İstanbul’da beklenen büyük depreme de atıfta bulunarak açıklamalarını sürdüren Cizreli, olası bir yıkımda kendi yerleşkemiz sağlam olsa bile yanlardaki yapıların yıkılma riskinin sorunsuz binaları da tehdit altında bıraktığını söyledi.Bu durumda iyileştirmenin topyekün olması gerektiğini dile getirerek, sarsıntı anında yıkım toplu oluyorsa öncesinde onarım da toplu olmalıdır vurgusunu yaptı.İstanbullu için Büyükşehir Belediyesi'nin başlattığı hasar tespit sisteminin yol gösterici olduğunu aktaran Gamze Cizreli, 1999 depremini hatırlattı. Deprem sonrası Hatay'ın önemli merkezlerinden biri olan Uzun Çarşı’nın esnafını da ziyaret eden Cizreli, dükkan sahiplerinin çaresiz olduğunu ve çarşının büyük kısmının yıkıldığını dile getirdi. Bu sebeple Ticaret Odası'na başvurduklarını, stokları olan orta ölçekli esnafın deposunu tahliye edip, daha fazla zarar etmemesi için elindeki ürünleri iade etmesinin şart olduğunu kaydetti ve ekonomik durgunluktan sadece esnafın değil tarım üreticisinin de nasibini aldığını şöyle anlattı: “Bölgeyi gezdim gördüm. Nisan ayında çiftçinin enginar hasadı var. Büyük bir iş gücü gerektiriyor fakat insan yok ayrıca malzeme eksikliği çok fazla…"

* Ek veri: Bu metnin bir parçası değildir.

use std::ops::Range;
use std::sync::LazyLock;

use regex::Regex;

use super::fence::{SpanKind, tokenize};

static IMAGE_RE: LazyLock<Regex> = LazyLock::new(|| {
    Regex::new(r"!\[([^\]]*)\]\(([^)\s]+)\)(?:\{width=(\d+)\})?").expect("Invalid image regex")
});

static PROGRESSIVE_RE: LazyLock<Regex> =
    LazyLock::new(|| Regex::new(r"^\s*\*\s").expect("Invalid progressive bullet regex"));

static STATIC_RE: LazyLock<Regex> =
    LazyLock::new(|| Regex::new(r"^\s*-\s").expect("Invalid static bullet regex"));

/// A typed fragment of a slide body, in document order.
#[derive(Debug, Clone, PartialEq, Eq)]
pub enum Segment {
    Text(String),
    Code {
        language: Option<String>,
        code: String,
    },
    Image {
        alt: String,
        source: String,
        width: Option<usize>,
    },
}

/// An image reference found outside code fences.
#[derive(Debug, Clone, PartialEq, Eq)]
pub struct ImageRef {
    pub range: Range<usize>,
    pub alt: String,
    pub source: String,
    pub width: Option<usize>,
}

impl ImageRef {
    pub fn to_segment(&self) -> Segment {
        Segment::Image {
            alt: self.alt.clone(),
            source: self.source.clone(),
            width: self.width,
        }
    }
}

/// Image references in `text`, skipping any that sit inside a fenced code
/// block. Fences are located first so their contents never match.
pub fn find_images(text: &str) -> Vec<ImageRef> {
    let mut images = Vec::new();
    for span in tokenize(text) {
        if span.kind != SpanKind::Text {
            continue;
        }
        let chunk = &text[span.range.clone()];
        for caps in IMAGE_RE.captures_iter(chunk) {
            let Some(whole) = caps.get(0) else { continue };
            images.push(ImageRef {
                range: span.range.start + whole.start()..span.range.start + whole.end(),
                alt: caps.get(1).map_or("", |m| m.as_str()).to_string(),
                source: caps.get(2).map_or("", |m| m.as_str()).to_string(),
                // Digits only, so a failed parse is an overflow.
                width: caps.get(3).map(|m| m.as_str().parse().unwrap_or(usize::MAX)),
            });
        }
    }
    images
}

/// Break a slide body into text, code and image segments. Every byte of the
/// body outside code and image matches lands in exactly one text segment.
pub fn parse(body: &str) -> Vec<Segment> {
    if body.is_empty() {
        return Vec::new();
    }

    let mut matches: Vec<(Range<usize>, Segment)> = Vec::new();
    for span in tokenize(body) {
        if let SpanKind::Fence { language, .. } = &span.kind {
            let code = span.code(body).to_string();
            matches.push((
                span.range.clone(),
                Segment::Code {
                    language: language.clone(),
                    code,
                },
            ));
        }
    }
    for image in find_images(body) {
        matches.push((image.range.clone(), image.to_segment()));
    }

    if matches.is_empty() {
        return vec![Segment::Text(body.to_string())];
    }
    matches.sort_by_key(|(range, _)| range.start);

    let mut segments = Vec::with_capacity(matches.len() * 2 + 1);
    let mut cursor = 0;
    for (range, segment) in matches {
        if range.start > cursor {
            segments.push(Segment::Text(body[cursor..range.start].to_string()));
        }
        segments.push(segment);
        cursor = range.end;
    }
    if cursor < body.len() {
        segments.push(Segment::Text(body[cursor..].to_string()));
    }
    segments
}

pub fn is_progressive_bullet(line: &str) -> bool {
    PROGRESSIVE_RE.is_match(line.trim_end_matches(['\n', '\r']))
}

pub fn is_static_bullet(line: &str) -> bool {
    STATIC_RE.is_match(line.trim_end_matches(['\n', '\r']))
}

/// Number of progressive bullets outside code fences.
pub fn count_progressive(body: &str) -> usize {
    tokenize(body)
        .iter()
        .filter(|span| span.kind == SpanKind::Text)
        .flat_map(|span| body[span.range.clone()].lines())
        .filter(|line| is_progressive_bullet(line))
        .count()
}

/// Hides progressive bullets past the visible threshold. The counter is
/// carried across every text segment fed through one filter, so several
/// segments (or columns) share a single reveal order.
#[derive(Debug, Clone)]
pub struct Reveal {
    visible: usize,
    seen: usize,
}

impl Reveal {
    pub fn new(visible: usize) -> Self {
        Self { visible, seen: 0 }
    }

    /// Reveal everything.
    pub fn all() -> Self {
        Self::new(usize::MAX)
    }

    /// Progressive bullets encountered so far.
    pub fn seen(&self) -> usize {
        self.seen
    }

    /// Replace hidden bullets with blank lines so later lines keep their
    /// vertical position and the body keeps its height. `text` starts at a
    /// line boundary.
    pub fn filter_text(&mut self, text: &str) -> String {
        self.filter(text, true)
    }

    fn filter(&mut self, text: &str, line_start: bool) -> String {
        let mut out = String::with_capacity(text.len());
        for (i, line) in text.split_inclusive('\n').enumerate() {
            if (i > 0 || line_start) && is_progressive_bullet(line) {
                self.seen += 1;
                if self.seen > self.visible {
                    out.push('\n');
                    continue;
                }
            }
            out.push_str(line);
        }
        out
    }

    /// Filter the text segments of one body. Text that follows an inline
    /// image continues that image's line, so it never opens a bullet.
    pub fn apply(&mut self, segments: Vec<Segment>) -> Vec<Segment> {
        let mut line_start = true;
        let mut out = Vec::with_capacity(segments.len());
        for segment in segments {
            match segment {
                Segment::Text(text) => {
                    let filtered = self.filter(&text, line_start);
                    line_start = text.ends_with('\n');
                    out.push(Segment::Text(filtered));
                }
                Segment::Image { .. } => {
                    line_start = false;
                    out.push(segment);
                }
                Segment::Code { .. } => {
                    line_start = true;
                    out.push(segment);
                }
            }
        }
        out
    }
}
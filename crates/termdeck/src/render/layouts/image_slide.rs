use super::content;
use crate::error::ClassifyError;
use crate::layout;
use crate::parser::segments::{Reveal, find_images};
use crate::render::{Context, markup};

/// Text on the left 60%, the first image on the right 40%. Each panel is
/// vertically centered in the full body height on its own.
pub fn render(
    body: &str,
    ctx: &Context,
    reveal: &mut Reveal,
) -> Result<Vec<String>, ClassifyError> {
    let image = find_images(body)
        .into_iter()
        .next()
        .ok_or(ClassifyError::MissingImage)?;

    let rows = ctx.rows;
    let mut text = String::with_capacity(body.len());
    text.push_str(&body[..image.range.start]);
    text.push_str(&body[image.range.end..]);

    let (left_width, right_width) = layout::panel_split(ctx.width);
    let left = content::segments_block(text.trim(), left_width.saturating_sub(1), rows, ctx, reveal);
    let right = ctx
        .images
        .draw(&image.source, &image.alt, image.width, right_width, rows);
    let right = layout::center_block(&right, right_width);

    let height = rows.max(left.len()).max(right.len());
    let left = layout::pad_to_height(left, height);
    let right = layout::pad_to_height(right, height);
    Ok(left
        .iter()
        .zip(&right)
        .map(|(l, r)| format!("{}{}", markup::fit(l, left_width), markup::fit(r, right_width)))
        .collect())
}
use std::fs;
use std::path::PathBuf;

use bclick::{
    build_abc_tokens, render_abc, AlphaTexInput, BeatSlot, DivisionRules, MeasureRhythm, ScoreData,
    ScoreSettings,
};
use clap::{Parser, Subcommand};
use serde::Serialize;
use tracing::info;

#[derive(Parser)]
#[command(name = "bclick")]
#[command(about = "Rhythm and chord notation tools for B.Click scores", long_about = None)]
struct Cli {
    #[command(subcommand)]
    command: Commands,
}

#[derive(Subcommand)]
enum Commands {
    /// Render a settings file (YAML or JSON) to alphaTex
    Render {
        /// Settings file
        settings: PathBuf,

        /// Write the markup here instead of stdout
        #[arg(short, long)]
        output: Option<PathBuf>,
    },

    /// Print the per-beat patterns of one bar as JSON
    Beats {
        /// Settings file
        settings: PathBuf,

        /// Bar index, starting at 0
        bar: usize,
    },
}

#[derive(Serialize)]
struct BeatView {
    beat: usize,
    slot: BeatSlot,
    #[serde(skip_serializing_if = "Option::is_none")]
    abc: Option<String>,
}

fn main() -> Result<(), Box<dyn std::error::Error>> {
    tracing_subscriber::fmt::init();

    let cli = Cli::parse();

    match cli.command {
        Commands::Render { settings, output } => {
            let settings = ScoreSettings::load(&settings)?;
            let tex = bclick::build_alpha_tex(&AlphaTexInput::from(&settings));
            match output {
                Some(path) => {
                    fs::write(&path, &tex)?;
                    info!(path = %path.display(), "wrote alphaTex");
                }
                None => print!("{}", tex),
            }
        }
        Commands::Beats { settings, bar } => {
            let settings = ScoreSettings::load(&settings)?;
            let data = ScoreData::from_settings(&settings);
            let mut bars = settings.bars.clone().unwrap_or_else(|| data.build_bars());
            data.ensure_bar(&mut bars, bar);

            let rhythm: Vec<String> = data
                .bar_rhythm(&bars[bar])
                .iter()
                .map(ToString::to_string)
                .collect();
            let rules = DivisionRules::for_time_signature(&data.time_signature());
            let measure = MeasureRhythm::from_rhythm(&rhythm, rules);

            let beats: Vec<BeatView> = measure
                .slots()
                .iter()
                .enumerate()
                .map(|(beat, slot)| BeatView {
                    beat,
                    slot: slot.clone(),
                    abc: slot.descriptor().map(|d| render_abc(&build_abc_tokens(d))),
                })
                .collect();
            println!("{}", serde_json::to_string_pretty(&beats)?);
        }
    }

    Ok(())
}
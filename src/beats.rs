//! # Rhythm Tokens ↔ Beat Patterns
//!
//! The per-bar rhythm editor works on one `BeatDescriptor` per beat slot, while
//! bars are stored as a flat rhythm (`["4", "r8", "t8", ...]`). This module
//! translates between the two.
//!
//! ## Beat Coverage
//! Whole and half notes occupy more than one beat slot. The slots they consume
//! are `BeatSlot::Covered` placeholders: they are never edited on their own and
//! never produce rhythm tokens.
//!
//! ```text
//! rhythm:  ["2",        "8", "r8",  "4"]
//! slots:   [Beat(2 n)] [Covered] [Beat(8 n r)] [Beat(4 n)]
//! ```
//!
//! For every bar, the non-covered slots plus their spans exactly partition
//! `[0, beat_count)`.
//!
//! ## Allowed Divisions
//! - whole note: at least 4 slots left, and never in 2/4 or 3/4
//! - half note: at least 2 slots left
//! - quarter, eighth, sixteenth: always

use serde::{Deserialize, Serialize};

use crate::error::BClickError;
use crate::model::{BeatDescriptor, Division, RhythmKind, RhythmToken, Symbol, TimeSignature};

/// One beat slot of a bar in the editing view
#[derive(Debug, Clone, PartialEq, Eq, Serialize, Deserialize)]
#[serde(tag = "kind", rename_all = "camelCase")]
pub enum BeatSlot {
    /// An editable beat
    Beat(BeatDescriptor),
    /// Consumed by the whole or half note starting at beat `by`
    Covered { by: usize },
}

impl BeatSlot {
    pub fn descriptor(&self) -> Option<&BeatDescriptor> {
        match self {
            BeatSlot::Beat(descriptor) => Some(descriptor),
            BeatSlot::Covered { .. } => None,
        }
    }

    pub fn is_covered(&self) -> bool {
        matches!(self, BeatSlot::Covered { .. })
    }
}

/// Which divisions a beat position may use
#[derive(Debug, Clone, Copy, PartialEq, Eq)]
pub struct DivisionRules {
    pub beat_count: usize,
    pub numerator: u8,
}

impl DivisionRules {
    pub fn new(beat_count: usize, numerator: u8) -> Self {
        Self {
            beat_count,
            numerator,
        }
    }

    pub fn for_time_signature(time_signature: &TimeSignature) -> Self {
        Self::new(time_signature.beat_count(), time_signature.beats)
    }

    /// Divisions offered at `beat_index`, longest first.
    pub fn allowed_at(&self, beat_index: usize) -> Vec<Division> {
        allowed_divisions_for_beat(beat_index, self.beat_count, self.numerator)
    }

    pub fn allows(&self, beat_index: usize, division: Division) -> bool {
        self.allowed_at(beat_index).contains(&division)
    }
}

/// Divisions offered at a beat position.
///
/// # Example
/// ```rust
/// use bclick::{allowed_divisions_for_beat, Division};
///
/// // 3/4: no whole notes anywhere, half notes only with two beats left
/// assert!(!allowed_divisions_for_beat(0, 3, 3).contains(&Division::Whole));
/// assert!(allowed_divisions_for_beat(1, 3, 3).contains(&Division::Half));
/// assert!(!allowed_divisions_for_beat(2, 3, 3).contains(&Division::Half));
/// ```
pub fn allowed_divisions_for_beat(beat_index: usize, beat_count: usize, numerator: u8) -> Vec<Division> {
    let remaining = beat_count.saturating_sub(beat_index);
    let whole_notes_allowed = !matches!(numerator, 2 | 3);

    Division::ALL
        .into_iter()
        .filter(|division| match division {
            Division::Whole => whole_notes_allowed && remaining >= 4,
            Division::Half => remaining >= 2,
            _ => true,
        })
        .collect()
}

/// Map one rhythm token to its pattern symbol at `sub_index`.
fn symbol_for(token: &RhythmToken, sub_index: usize) -> Symbol {
    match token.kind {
        RhythmKind::Rest => Symbol::Rest,
        RhythmKind::Tie if sub_index == 0 => Symbol::TieNote,
        RhythmKind::Tie => Symbol::Tie,
        RhythmKind::Note => Symbol::Note,
    }
}

/// Split a flat rhythm into `beat_count` beat slots.
///
/// The division of each beat comes from the first token at that position; it
/// consumes `pattern_len` tokens and covers `beat_span` slots. Positions without
/// tokens get a default quarter note. A division that does not fit at its
/// position is replaced by the default quarter note.
///
/// # Example
/// ```rust
/// use bclick::{parse_rhythm_to_beat_patterns, BeatSlot, DivisionRules, Symbol};
///
/// let slots = parse_rhythm_to_beat_patterns(&["4", "4", "r4", "4"], &DivisionRules::new(4, 4));
/// assert_eq!(slots.len(), 4);
/// let third = slots[2].descriptor().unwrap();
/// assert_eq!(third.pattern, vec![Symbol::Rest]);
/// ```
pub fn parse_rhythm_to_beat_patterns<S: AsRef<str>>(tokens: &[S], rules: &DivisionRules) -> Vec<BeatSlot> {
    let tokens: Vec<RhythmToken> = tokens.iter().map(|t| RhythmToken::lenient(t.as_ref())).collect();
    let beat_count = rules.beat_count;

    let mut slots = Vec::with_capacity(beat_count);
    let mut token_index = 0;

    while slots.len() < beat_count {
        let beat_index = slots.len();
        let Some(first) = tokens.get(token_index) else {
            slots.push(BeatSlot::Beat(BeatDescriptor::quarter()));
            continue;
        };

        let division = first.division;
        let pattern_len = division.pattern_len();
        let pattern: Vec<Symbol> = tokens
            .iter()
            .skip(token_index)
            .take(pattern_len)
            .enumerate()
            .map(|(i, token)| symbol_for(token, i))
            .collect();
        token_index += pattern_len;

        if !rules.allows(beat_index, division) {
            slots.push(BeatSlot::Beat(BeatDescriptor::quarter()));
            continue;
        }

        slots.push(BeatSlot::Beat(BeatDescriptor::new(division, pattern)));
        let span = division.beat_span().min(beat_count - beat_index);
        for _ in 1..span {
            slots.push(BeatSlot::Covered { by: beat_index });
        }
    }

    slots
}

/// Flatten beat slots back into a bar rhythm. Covered slots contribute nothing.
pub fn flatten_to_rhythm_tokens(slots: &[BeatSlot]) -> Vec<RhythmToken> {
    let mut tokens = Vec::new();
    for descriptor in slots.iter().filter_map(BeatSlot::descriptor) {
        let descriptor = descriptor.clone().normalized();
        for symbol in &descriptor.pattern {
            tokens.push(match symbol {
                Symbol::Note => RhythmToken::note(descriptor.division),
                Symbol::Rest => RhythmToken::rest(descriptor.division),
                Symbol::TieNote | Symbol::Tie => RhythmToken::tie(descriptor.division),
            });
        }
    }
    tokens
}

/// Editing state for the rhythm of one bar.
///
/// Every mutation keeps the coverage invariant: after `set_division`, the slots
/// a long note consumes are covered and slots released by a shorter note come
/// back as quarter notes.
#[derive(Debug, Clone, PartialEq, Eq)]
pub struct MeasureRhythm {
    rules: DivisionRules,
    slots: Vec<BeatSlot>,
}

impl MeasureRhythm {
    pub fn from_rhythm<S: AsRef<str>>(tokens: &[S], rules: DivisionRules) -> Self {
        Self {
            slots: parse_rhythm_to_beat_patterns(tokens, &rules),
            rules,
        }
    }

    pub fn slots(&self) -> &[BeatSlot] {
        &self.slots
    }

    pub fn beat_count(&self) -> usize {
        self.slots.len()
    }

    pub fn is_covered(&self, beat: usize) -> bool {
        self.slots.get(beat).is_some_and(BeatSlot::is_covered)
    }

    pub fn descriptor(&self, beat: usize) -> Option<&BeatDescriptor> {
        self.slots.get(beat).and_then(BeatSlot::descriptor)
    }

    /// Divisions the UI may offer at `beat`; empty for covered beats.
    pub fn allowed_divisions(&self, beat: usize) -> Vec<Division> {
        if self.is_covered(beat) {
            return Vec::new();
        }
        self.rules.allowed_at(beat)
    }

    /// Change the division of a beat, keeping its first symbol.
    pub fn set_division(&mut self, beat: usize, division: Division) -> Result<(), BClickError> {
        let current = self.editable(beat)?.clone();
        if !self.rules.allows(beat, division) {
            return Err(BClickError::DivisionNotAllowed {
                beat,
                division: division.value(),
            });
        }

        let first = current.pattern.first().copied().unwrap_or_default();
        self.slots[beat] = BeatSlot::Beat(BeatDescriptor::new(division, vec![first]));

        // Release whatever the old note covered, then let the walk re-cover.
        for j in (beat + 1)..(beat + current.beat_span()).min(self.slots.len()) {
            self.slots[j] = BeatSlot::Beat(BeatDescriptor::quarter());
        }
        for j in (beat + 1)..(beat + division.beat_span()).min(self.slots.len()) {
            self.slots[j] = BeatSlot::Covered { by: beat };
        }
        self.repair_coverage();
        Ok(())
    }

    /// Replace one symbol of a beat pattern.
    pub fn set_symbol(&mut self, beat: usize, index: usize, symbol: Symbol) -> Result<(), BClickError> {
        let current = self.editable(beat)?;
        if index >= current.pattern.len() {
            return Err(BClickError::SymbolOutOfRange { beat, index });
        }
        let division = current.division;
        let mut pattern = current.pattern.clone();
        pattern[index] = symbol;
        self.slots[beat] = BeatSlot::Beat(BeatDescriptor::new(division, pattern));
        Ok(())
    }

    pub fn to_rhythm(&self) -> Vec<RhythmToken> {
        flatten_to_rhythm_tokens(&self.slots)
    }

    fn editable(&self, beat: usize) -> Result<&BeatDescriptor, BClickError> {
        match self.slots.get(beat) {
            None => Err(BClickError::BeatOutOfRange {
                beat,
                beat_count: self.slots.len(),
            }),
            Some(BeatSlot::Covered { .. }) => Err(BClickError::CoveredBeat { beat }),
            Some(BeatSlot::Beat(descriptor)) => Ok(descriptor),
        }
    }

    /// Walk the slots and rebuild coverage from the beats, turning orphaned
    /// placeholders back into quarter notes.
    fn repair_coverage(&mut self) {
        let mut i = 0;
        while i < self.slots.len() {
            match self.slots[i].descriptor().map(BeatDescriptor::beat_span) {
                Some(span) => {
                    let end = (i + span).min(self.slots.len());
                    for j in (i + 1)..end {
                        self.slots[j] = BeatSlot::Covered { by: i };
                    }
                    i = end;
                }
                None => {
                    self.slots[i] = BeatSlot::Beat(BeatDescriptor::quarter());
                    i += 1;
                }
            }
        }
    }
}
impl Division {
    pub const ALL: [Division; 5] = [
        Division::Whole,
        Division::Half,
        Division::Quarter,
        Division::Eighth,
        Division::Sixteenth,
    ];

    /// Denominator as written in rhythm tokens (1, 2, 4, 8, 16)
    pub fn value(self) -> u8 {
        match self {
            Division::Whole => 1,
            Division::Half => 2,
            Division::Quarter => 4,
            Division::Eighth => 8,
            Division::Sixteenth => 16,
        }
    }

    /// Strict lookup by denominator
    pub fn from_value(value: u8) -> Option<Self> {
        match value {
            1 => Some(Division::Whole),
            2 => Some(Division::Half),
            4 => Some(Division::Quarter),
            8 => Some(Division::Eighth),
            16 => Some(Division::Sixteenth),
            _ => None,
        }
    }

    /// Division named by the numeric suffix of a rhythm token; quarter if unrecognized.
    pub fn from_suffix(token: &str) -> Self {
        let digits = token.trim_start_matches(|c: char| !c.is_ascii_digit());
        digits
            .parse::<u8>()
            .ok()
            .and_then(Self::from_value)
            .unwrap_or_default()
    }

    /// Symbols in a beat descriptor of this division
    pub fn pattern_len(self) -> usize {
        match self {
            Division::Sixteenth => 4,
            Division::Eighth => 2,
            _ => 1,
        }
    }

    /// Beat slots covered by one descriptor of this division
    pub fn beat_span(self) -> usize {
        match self {
            Division::Whole => 4,
            Division::Half => 2,
            _ => 1,
        }
    }

    /// Length of one symbol in sixteenths
    pub fn unit(self) -> u32 {
        16 / self.value() as u32
    }

    /// Length of one symbol in quarter beats
    pub fn quarter_beats(self) -> f64 {
        4.0 / self.value() as f64
    }
}

impl From<u8> for Division {
    fn from(value: u8) -> Self {
        Self::from_value(value).unwrap_or_default()
    }
}

impl From<Division> for u8 {
    fn from(division: Division) -> Self {
        division.value()
    }
}

/// One symbol of a beat pattern
#[derive(Debug, Clone, Copy, PartialEq, Eq, Hash, Default, Serialize, Deserialize)]
#[serde(from = "String", into = "String")]
pub enum Symbol {
    #[default]
    Note,
    Rest,
    /// Continues the previous beat's note (index 0 only)
    TieNote,
    /// Extends the previous sub-symbol's note (index > 0 only)
    Tie,
}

GASTRONOMİ SEKTÖRÜNE İSTİHDAM DESTEĞİ

Göç tehdidine karşı, insanları bölgede tutmak için "paydaş ekonomi" önerisinde bulunarak bu doğrultuda ilk adımı attıklarını söyleyen kurucu şef Gamze Cizreli, gastronomi sektöründe uzman afetzedelerin istihdam edilmesi için iş ilanları yayınladıklarını duyurdu. Buna göre, deprem bölgesindeki mutfak şefleri, çalışmak istedikleri üç ili belirterek başvuruda bulunabilecek. Depremin, Cumhuriyet’in kuruluşunun 100’üncü yılına denk gelmesinin önemli bir ayrıntı olduğunu vurgulayan Cizreli konuya yönelik "2023’ü ülkece çok bekledik. Kuruluşumuzun 100’üncü yıl dönümü. Önemli bir zaman olacaktı bizim için. Ama beklediğimiz gibi olmadı. "Asrın felaketi" dediğimiz bu depremin 100’üncü yıla denk gelmesi ne kadar enteresan bir şey. Bu da bir işaret galiba nasıl ifade edeceğimi bilmiyorum ama Kurtuluş Savaşı'nda nasıl birlik beraberlik içindeydik 100 yıl sonra da topyekün bir mücadele içindeyiz tekrar" açıklamasını yaparak sözlerini sonlandırdı.